A report released in July this year found some 45% of the 155 NHS Trusts the Healthcare Commission surveyed reported that waiting time targets for treating patients in A&E were putting infection control measures at risk.
A year ago the it found the outbreak of C. difficile at Stoke Mandeville Hospital to be at least partly attributable to “the approach to the target for A&E [which] led to some patients with infections being admitted to, or moved to, open wards rather than isolation facilities”.
And again today, their investigation into the 1,170 outbreaks of C. difficile at Maidstone and Tunbridge Wells NHS Trust between April 2004 and September 2006, which killed an estimated 90 patients, reached a similar conclusion:
“The infection control team was keen to isolate patients with C. difficile but the scarcity of side rooms made this difficult…it took four months to establish an isolation ward exclusively for patients with C. difficile. In our view this was partly because of the pressure on beds and the trust’s desire to meet targets.” (p.4)
It also made a point of drawing on similarities between the findings of its investigation here and that previously mentioned at Stoke Mandeville Hospital, noting that:
“While it should be noted that improvements have subsequently been made at Stoke Mandeville, it seems unlikely that these similarities are coincidental. We are concerned that where trusts are struggling with a number of problems that consume senior managers’ time, and are under severe pressure to meet targets relating to finance and access, concern for infection control may be undermined.” (p.9)
The list of failures relating to infection control at Maidstone and Tunbridge Wells NHS Trust is, quite frankly, shocking:
• Despite the fact that the monthly number of new patients with C. difficile doubled between October and December 2005, the trust failed to identify the outbreak at the time. A further 258 patients contracted C. difficile in a second outbreak from April to September 2006.
• The trust had not put in place appropriate measures to manage and prevent infection, despite having high rates of C. difficile over several years. Neither did its board spend enough time considering issues relating to infection control.
• The board did not address problems consistently raised by patients and staff, such as a shortage of nurses, poor care for patients and poor processes for managing the movement of patients from one ward to another, all of which contributed to the risk of spreading the infection.
• Patients were often moved between several different wards, increasing the spread of infection.
• On medical wards rates of bed occupancy averaged over 90% and in some cases were more than 100%, meaning that the trust had to open up special “escalation areas” to accommodate extra patients.

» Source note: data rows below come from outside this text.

use fem_miniapp::la::crs::{CombineMode, CrsError, CrsGraph, CrsMatrix, Export, Map, Vector};
use nalgebra::DVector;
use std::sync::Arc;

fn map(size_global: usize, indices: &[usize]) -> Arc<Map> {
    Arc::new(Map::new(size_global, indices.to_vec()).unwrap())
}

/// A 3x3 tridiagonal graph on global rows 0, 1, 2.
fn tridiagonal_graph() -> CrsGraph {
    let row_map = map(3, &[0, 1, 2]);
    let mut graph = CrsGraph::new(row_map.clone(), vec![2, 3, 2]).unwrap();
    graph.insert_global_indices(0, &[1, 0]).unwrap();
    graph.insert_global_indices(1, &[0, 1]).unwrap();
    graph.insert_global_indices(1, &[2, 1]).unwrap();
    graph.insert_global_indices(2, &[1, 2]).unwrap();
    graph.fill_complete(row_map.clone(), row_map);
    graph
}

#[test]
fn map_lookups() {
    let m = map(10, &[7, 2, 5]);
    assert_eq!(m.num_local(), 3);
    assert_eq!(m.global_index(1), Some(2));
    assert_eq!(m.local_index(5), Some(2));
    assert!(!m.contains(3));

    assert_eq!(Map::new(4, vec![1, 1]), Err(CrsError::DuplicateIndex(1)));
    assert_eq!(
        Map::new(4, vec![4]),
        Err(CrsError::IndexOutOfBounds {
            index: 4,
            size_global: 4
        })
    );
}

#[test]
fn graph_merges_columns_and_enforces_capacity() {
    let graph = tridiagonal_graph();
    assert_eq!(graph.global_row_view(1), Some(&[0, 1, 2][..]));
    assert_eq!(graph.num_entries(), 7);

    let mut graph = CrsGraph::new(map(3, &[0, 1, 2]), vec![1, 1, 1]).unwrap();
    assert_eq!(
        graph.insert_global_indices(0, &[0, 1]),
        Err(CrsError::CapacityExceeded {
            row: 0,
            capacity: 1,
            requested: 2
        })
    );
    assert_eq!(graph.insert_global_indices(5, &[0]), Err(CrsError::RowNotInMap(5)));
    assert_eq!(
        CrsGraph::new(map(3, &[0, 1, 2]), vec![1]).unwrap_err(),
        CrsError::CapacityCountMismatch { expected: 3, actual: 1 }
    );
}

#[test]
fn matrix_requires_fill_complete_graph() {
    let graph = CrsGraph::new(map(1, &[0]), vec![1]).unwrap();
    assert_eq!(CrsMatrix::new(Arc::new(graph)).unwrap_err(), CrsError::GraphNotFillComplete);

    let mut graph = tridiagonal_graph();
    assert_eq!(graph.insert_global_indices(0, &[0]), Err(CrsError::GraphFillComplete));
}

#[test]
fn sum_into_global_values_counts_valid_entries() {
    let graph = Arc::new(tridiagonal_graph());
    let mut matrix = CrsMatrix::new(graph).unwrap();

    assert_eq!(matrix.sum_into_global_values(0, &[0, 1], &[2.0, -1.0]), 2);
    // Column 2 is not in row 0
    assert_eq!(matrix.sum_into_global_values(0, &[0, 2], &[1.0, 5.0]), 1);
    assert_eq!(matrix.sum_into_global_values(7, &[0], &[1.0]), 0);
    assert_eq!(matrix.global_row_view(0), Some((&[0, 1][..], &[3.0, -1.0][..])));

    let row_map = matrix.graph().row_map().clone();
    matrix.fill_complete(row_map.clone(), row_map);
    assert_eq!(matrix.sum_into_global_values(0, &[0], &[1.0]), 0);
    matrix.resume_fill();
    assert_eq!(matrix.sum_into_global_values(0, &[0], &[1.0]), 1);
}

#[test]
fn apply_computes_matrix_vector_product() {
    let graph = Arc::new(tridiagonal_graph());
    let row_map = graph.row_map().clone();
    let mut matrix = CrsMatrix::new(graph).unwrap();
    for row in 0..3 {
        matrix.sum_into_global_values(row, &[row], &[2.0]);
        if row > 0 {
            matrix.sum_into_global_values(row, &[row - 1], &[-1.0]);
        }
        if row < 2 {
            matrix.sum_into_global_values(row, &[row + 1], &[-1.0]);
        }
    }

    let x = Vector::from_values(row_map.clone(), DVector::from_vec(vec![1.0, 2.0, 3.0])).unwrap();
    let mut y = Vector::new(row_map.clone());
    assert_eq!(matrix.apply(&x, &mut y), Err(CrsError::MatrixNotFillComplete));

    matrix.fill_complete(row_map.clone(), row_map);
    matrix.apply(&x, &mut y).unwrap();
    assert_eq!(y.values().as_slice(), &[0.0, 0.0, 4.0]);
    assert_eq!(matrix.frobenius_norm(), 16.0f64.sqrt());
}

#[test]
fn export_combines_overlapping_entries() {
    let source_map = map(4, &[0, 1, 2, 3]);
    let target_map = map(4, &[3, 2, 1, 0]);
    let export = Export::new(source_map.clone(), target_map.clone()).unwrap();

    let source = Vector::from_values(source_map, DVector::from_vec(vec![1.0, 2.0, 3.0, 4.0])).unwrap();
    let mut target = Vector::from_values(target_map, DVector::from_vec(vec![10.0, 10.0, 10.0, 10.0])).unwrap();
    target.do_export(&source, &export, CombineMode::Add).unwrap();
    assert_eq!(target.values().as_slice(), &[14.0, 13.0, 12.0, 11.0]);

    target.do_export(&source, &export, CombineMode::Insert).unwrap();
    assert_eq!(target.values().as_slice(), &[4.0, 3.0, 2.0, 1.0]);
    assert_eq!(target.norm2(), 30.0f64.sqrt());
}

#[test]
fn export_requires_an_owner_for_every_index() {
    let err = Export::new(map(4, &[0, 1, 2]), map(4, &[0, 1])).unwrap_err();
    assert_eq!(err, CrsError::NoOwner(2));
    assert_eq!(
        Vector::from_values(map(2, &[0, 1]), DVector::zeros(3)).unwrap_err(),
        CrsError::VectorLength { expected: 2, actual: 3 }
    );
}

#[test]
fn export_with_remote_owners_skips_foreign_indices() {
    let source_map = map(6, &[2, 3, 0, 5]);
    let target_map = map(6, &[2, 3]);
    assert_eq!(
        Export::new(source_map.clone(), target_map.clone()).unwrap_err(),
        CrsError::NoOwner(0)
    );

    let export = Export::with_remote_owners(source_map.clone(), target_map.clone()).unwrap();
    assert_eq!(export.remote_indices(), &[0, 5]);

    let source = Vector::from_values(source_map, DVector::from_vec(vec![1.0, 2.0, 30.0, 40.0])).unwrap();
    let mut target = Vector::new(target_map);
    target.do_export(&source, &export, CombineMode::Add).unwrap();
    assert_eq!(target.values().as_slice(), &[1.0, 2.0]);
}

#[test]
fn empty_matrix_has_positive_zero_norm() {
    let row_map = map(0, &[]);
    let mut graph = CrsGraph::new(row_map.clone(), Vec::new()).unwrap();
    graph.fill_complete(row_map.clone(), row_map);
    let matrix = CrsMatrix::new(Arc::new(graph)).unwrap();
    let norm = matrix.frobenius_norm();
    assert_eq!(norm, 0.0);
    assert!(norm.is_sign_positive());
}
//! Row-map based sparse matrices and vectors addressed by global indices.
//!
//! A [`Map`] lists the global indices present on this process. A map may be *overlapping*,
//! containing indices that are owned elsewhere, in which case an [`Export`] moves data to a
//! one-to-one map. Matrices are built in two phases: a [`CrsGraph`] fixes the structure with
//! bounded per-row capacity, after which a [`CrsMatrix`] on that graph can only sum into
//! existing entries.
use nalgebra::DVector;
use rustc_hash::FxHashMap;
use std::sync::Arc;
use thiserror::Error;

#[derive(Debug, Clone, PartialEq, Eq, Error)]
pub enum CrsError {
    #[error("global index {index} is out of bounds for a map of global size {size_global}")]
    IndexOutOfBounds { index: usize, size_global: usize },
    #[error("global index {0} occurs more than once in the map")]
    DuplicateIndex(usize),
    #[error("row {0} is not in the row map")]
    RowNotInMap(usize),
    #[error("row {row} can hold at most {capacity} entries, but {requested} were requested")]
    CapacityExceeded { row: usize, capacity: usize, requested: usize },
    #[error("expected {expected} row capacities, got {actual}")]
    CapacityCountMismatch { expected: usize, actual: usize },
    #[error("the graph is fill complete and can no longer be modified")]
    GraphFillComplete,
    #[error("the graph must be fill complete before a matrix can be created from it")]
    GraphNotFillComplete,
    #[error("the matrix must be fill complete for this operation")]
    MatrixNotFillComplete,
    #[error("global index {0} is not present in the target map")]
    NoOwner(usize),
    #[error("maps have different global sizes ({0} and {1})")]
    IncompatibleMaps(usize, usize),
    #[error("vector has {actual} entries, but its map has {expected}")]
    VectorLength { expected: usize, actual: usize },
}

/// The global indices present on this process, in local order.
#[derive(Debug, Clone, PartialEq, Eq)]
pub struct Map {
    global_indices: Vec<usize>,
    local_indices: FxHashMap<usize, usize>,
    size_global: usize,
}

impl Map {
    pub fn new(size_global: usize, global_indices: Vec<usize>) -> Result<Self, CrsError> {
        let mut local_indices = FxHashMap::default();
        for (local, &global) in global_indices.iter().enumerate() {
            if global >= size_global {
                return Err(CrsError::IndexOutOfBounds {
                    index: global,
                    size_global,
                });
            }
            if local_indices.insert(global, local).is_some() {
                return Err(CrsError::DuplicateIndex(global));
            }
        }
        Ok(Self {
            global_indices,
            local_indices,
            size_global,
        })
    }

    pub fn size_global(&self) -> usize {
        self.size_global
    }

    pub fn num_local(&self) -> usize {
        self.global_indices.len()
    }

    pub fn global_indices(&self) -> &[usize] {
        &self.global_indices
    }

    pub fn global_index(&self, local: usize) -> Option<usize> {
        self.global_indices.get(local).copied()
    }

    pub fn local_index(&self, global: usize) -> Option<usize> {
        self.local_indices.get(&global).copied()
    }

    pub fn contains(&self, global: usize) -> bool {
        self.local_indices.contains_key(&global)
    }
}

/// Domain and range maps fixed when filling is completed.
#[derive(Debug, Clone)]
struct FillMaps {
    domain: Arc<Map>,
    range: Arc<Map>,
}

/// The column structure of every row in a row map.
#[derive(Debug, Clone)]
pub struct CrsGraph {
    row_map: Arc<Map>,
    capacities: Vec<usize>,
    columns: Vec<Vec<usize>>,
    fill_maps: Option<FillMaps>,
}

impl CrsGraph {
    /// Creates an empty graph where local row `i` may hold at most `max_entries_per_row[i]`
    /// distinct columns.
    pub fn new(row_map: Arc<Map>, max_entries_per_row: Vec<usize>) -> Result<Self, CrsError> {
        if max_entries_per_row.len() != row_map.num_local() {
            return Err(CrsError::CapacityCountMismatch {
                expected: row_map.num_local(),
                actual: max_entries_per_row.len(),
            });
        }
        let columns = max_entries_per_row
            .iter()
            .map(|&capacity| Vec::with_capacity(capacity))
            .collect();
        Ok(Self {
            row_map,
            capacities: max_entries_per_row,
            columns,
            fill_maps: None,
        })
    }

    pub fn row_map(&self) -> &Arc<Map> {
        &self.row_map
    }

    pub fn is_fill_complete(&self) -> bool {
        self.fill_maps.is_some()
    }

    /// Adds the given global columns to a global row. Columns already present are ignored.
    pub fn insert_global_indices(&mut self, row: usize, cols: &[usize]) -> Result<(), CrsError> {
        if self.is_fill_complete() {
            return Err(CrsError::GraphFillComplete);
        }
        let local_row = self.row_map.local_index(row).ok_or(CrsError::RowNotInMap(row))?;

        let mut merged = self.columns[local_row].clone();
        merged.extend_from_slice(cols);
        merged.sort_unstable();
        merged.dedup();

        let capacity = self.capacities[local_row];
        if merged.len() > capacity {
            return Err(CrsError::CapacityExceeded {
                row,
                capacity,
                requested: merged.len(),
            });
        }
        self.columns[local_row] = merged;
        Ok(())
    }

    pub fn fill_complete(&mut self, domain_map: Arc<Map>, range_map: Arc<Map>) {
        self.fill_maps = Some(FillMaps {
            domain: domain_map,
            range: range_map,
        });
    }

    /// Sorted global columns of the given global row.
    pub fn global_row_view(&self, row: usize) -> Option<&[usize]> {
        let local_row = self.row_map.local_index(row)?;
        Some(&self.columns[local_row])
    }

    pub fn num_entries(&self) -> usize {
        self.columns.iter().map(Vec::len).sum()
    }
}

/// A sparse matrix with the structure of a fill-complete [`CrsGraph`].
#[derive(Debug, Clone)]
pub struct CrsMatrix {
    graph: Arc<CrsGraph>,
    values: Vec<Vec<f64>>,
    fill_maps: Option<FillMaps>,
}

impl CrsMatrix {
    /// Creates a zero matrix that is open for summation.
    pub fn new(graph: Arc<CrsGraph>) -> Result<Self, CrsError> {
        if !graph.is_fill_complete() {
            return Err(CrsError::GraphNotFillComplete);
        }
        let values = graph.columns.iter().map(|cols| vec![0.0; cols.len()]).collect();
        Ok(Self {
            graph,
            values,
            fill_maps: None,
        })
    }

    pub fn graph(&self) -> &Arc<CrsGraph> {
        &self.graph
    }

    pub fn is_fill_complete(&self) -> bool {
        self.fill_maps.is_some()
    }

    /// Adds `values[k]` to the entry `(row, cols[k])` for every column present in the graph.
    ///
    /// Returns the number of valid entries. Entries in columns absent from the row are
    /// skipped, and nothing is valid if the row is not in the row map or the matrix is fill
    /// complete.
    pub fn sum_into_global_values(&mut self, row: usize, cols: &[usize], values: &[f64]) -> usize {
        if self.is_fill_complete() {
            return 0;
        }
        let local_row = match self.graph.row_map.local_index(row) {
            Some(local_row) => local_row,
            None => return 0,
        };

        let row_cols = &self.graph.columns[local_row];
        let row_values = &mut self.values[local_row];
        let mut num_valid = 0;
        for (col, value) in cols.iter().zip(values) {
            if let Ok(idx) = row_cols.binary_search(col) {
                row_values[idx] += value;
                num_valid += 1;
            }
        }
        num_valid
    }

    pub fn resume_fill(&mut self) {
        self.fill_maps = None;
    }

    pub fn fill_complete(&mut self, domain_map: Arc<Map>, range_map: Arc<Map>) {
        self.fill_maps = Some(FillMaps {
            domain: domain_map,
            range: range_map,
        });
    }

    /// Sorted global columns and the corresponding values of a global row.
    pub fn global_row_view(&self, row: usize) -> Option<(&[usize], &[f64])> {
        let local_row = self.graph.row_map.local_index(row)?;
        Some((&self.graph.columns[local_row], &self.values[local_row]))
    }

    pub fn frobenius_norm(&self) -> f64 {
        self.values
            .iter()
            .flatten()
            .fold(0.0, |acc, v| acc + v * v)
            .sqrt()
    }

    /// Computes `y = A x`, with `x` on the domain map and `y` on the range map.
    ///
    /// Rows of `y` without a matrix row are set to zero.
    pub fn apply(&self, x: &Vector, y: &mut Vector) -> Result<(), CrsError> {
        let maps = self.fill_maps.as_ref().ok_or(CrsError::MatrixNotFillComplete)?;
        check_same_size(&maps.domain, x.map())?;
        check_same_size(&maps.range, y.map())?;

        y.values.fill(0.0);
        for (local_row, &row) in self.graph.row_map.global_indices().iter().enumerate() {
            let y_idx = y.map.local_index(row).ok_or(CrsError::NoOwner(row))?;
            let mut sum = 0.0;
            for (&col, value) in self.graph.columns[local_row]
                .iter()
                .zip(&self.values[local_row])
            {
                let x_idx = x.map.local_index(col).ok_or(CrsError::NoOwner(col))?;
                sum += value * x.values[x_idx];
            }
            y.values[y_idx] += sum;
        }
        Ok(())
    }
}

fn check_same_size(a: &Map, b: &Map) -> Result<(), CrsError> {
    if a.size_global() == b.size_global() {
        Ok(())
    } else {
        Err(CrsError::IncompatibleMaps(a.size_global(), b.size_global()))
    }
}

/// How exported values are combined with values already in the target.
#[derive(Debug, Clone, Copy, PartialEq, Eq)]
pub enum CombineMode {
    Add,
    Insert,
}

/// Moves values from a source map to a target map, matching entries by global index.
#[derive(Debug, Clone)]
pub struct Export {
    source: Arc<Map>,
    target: Arc<Map>,
    /// Pairs of (source local, target local) indices.
    permutation: Vec<(usize, usize)>,
    /// Global indices of the source that are owned by other processes.
    remote: Vec<usize>,
}

impl Export {
    /// Every index of the source must be present in the target. There is no other process that
    /// could receive it.
    pub fn new(source: Arc<Map>, target: Arc<Map>) -> Result<Self, CrsError> {
        let export = Self::with_remote_owners(source, target)?;
        match export.remote.first() {
            Some(&global) => Err(CrsError::NoOwner(global)),
            None => Ok(export),
        }
    }

    /// Like [`Export::new`], but source indices absent from the target are treated as owned by
    /// other processes.
    ///
    /// Their values are not part of this process' target vector, so [`Vector::do_export`] skips
    /// them. They are listed by [`Export::remote_indices`].
    pub fn with_remote_owners(source: Arc<Map>, target: Arc<Map>) -> Result<Self, CrsError> {
        check_same_size(&source, &target)?;
        let mut permutation = Vec::with_capacity(source.num_local());
        let mut remote = Vec::new();
        for (source_local, &global) in source.global_indices().iter().enumerate() {
            match target.local_index(global) {
                Some(target_local) => permutation.push((source_local, target_local)),
                None => remote.push(global),
            }
        }
        Ok(Self {
            source,
            target,
            permutation,
            remote,
        })
    }

    pub fn remote_indices(&self) -> &[usize] {
        &self.remote
    }

    pub fn source_map(&self) -> &Arc<Map> {
        &self.source
    }

    pub fn target_map(&self) -> &Arc<Map> {
        &self.target
    }
}

/// A dense vector distributed according to a map.
#[derive(Debug, Clone, PartialEq)]
pub struct Vector {
    map: Arc<Map>,
    values: DVector<f64>,
}

impl Vector {
    pub fn new(map: Arc<Map>) -> Self {
        let values = DVector::zeros(map.num_local());
        Self { map, values }
    }

    pub fn from_values(map: Arc<Map>, values: DVector<f64>) -> Result<Self, CrsError> {
        if values.len() != map.num_local() {
            return Err(CrsError::VectorLength {
                expected: map.num_local(),
                actual: values.len(),
            });
        }
        Ok(Self { map, values })
    }

    pub fn map(&self) -> &Arc<Map> {
        &self.map
    }

    pub fn values(&self) -> &DVector<f64> {
        &self.values
    }

    pub fn values_mut(&mut self) -> &mut DVector<f64> {
        &mut self.values
    }

    pub fn norm2(&self) -> f64 {
        self.values.norm()
    }

    /// Exports the values of `source` into `self` according to `export`.
    pub fn do_export(&mut self, source: &Vector, export: &Export, mode: CombineMode) -> Result<(), CrsError> {
        if source.map.as_ref() != export.source.as_ref() {
            return Err(CrsError::IncompatibleMaps(source.map.size_global(), export.source.size_global()));
        }
        if self.map.as_ref() != export.target.as_ref() {
            return Err(CrsError::IncompatibleMaps(self.map.size_global(), export.target.size_global()));
        }
        for &(source_local, target_local) in &export.permutation {
            let value = source.values[source_local];
            match mode {
                CombineMode::Add => self.values[target_local] += value,
                CombineMode::Insert => self.values[target_local] = value,
            }
        }
        Ok(())
    }
}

This high turnover of patients limited the time available to clean beds between patients.
• Many of policies adopted for preventing and managing infection were out-of-date or not easily available to staff on the wards.
• Nurses were often too rushed to clean their hands properly, empty and clean commodes, clean mattresses and equipment properly and wear aprons and gloves appropriately and consistently.
• There was evidence of several occasions when nurses told patients to “go in their beds”, rather than assisting patients with diarrhoea to a commode or bathroom.
Typically, the Health Secretary, Alan Johnson, said he was shocked by the findings, but denied accusations that the problems were caused by staff being put under pressures to meet government targets. Of course, it would be folly to suggest all the failings can be attributed to this, but the Healthcare Commission is not an organisation that deals in critiquing government policy. If their investigations have led them to feel strongly enough to highlight it time and time again, the government should start to listen. Targets don't work.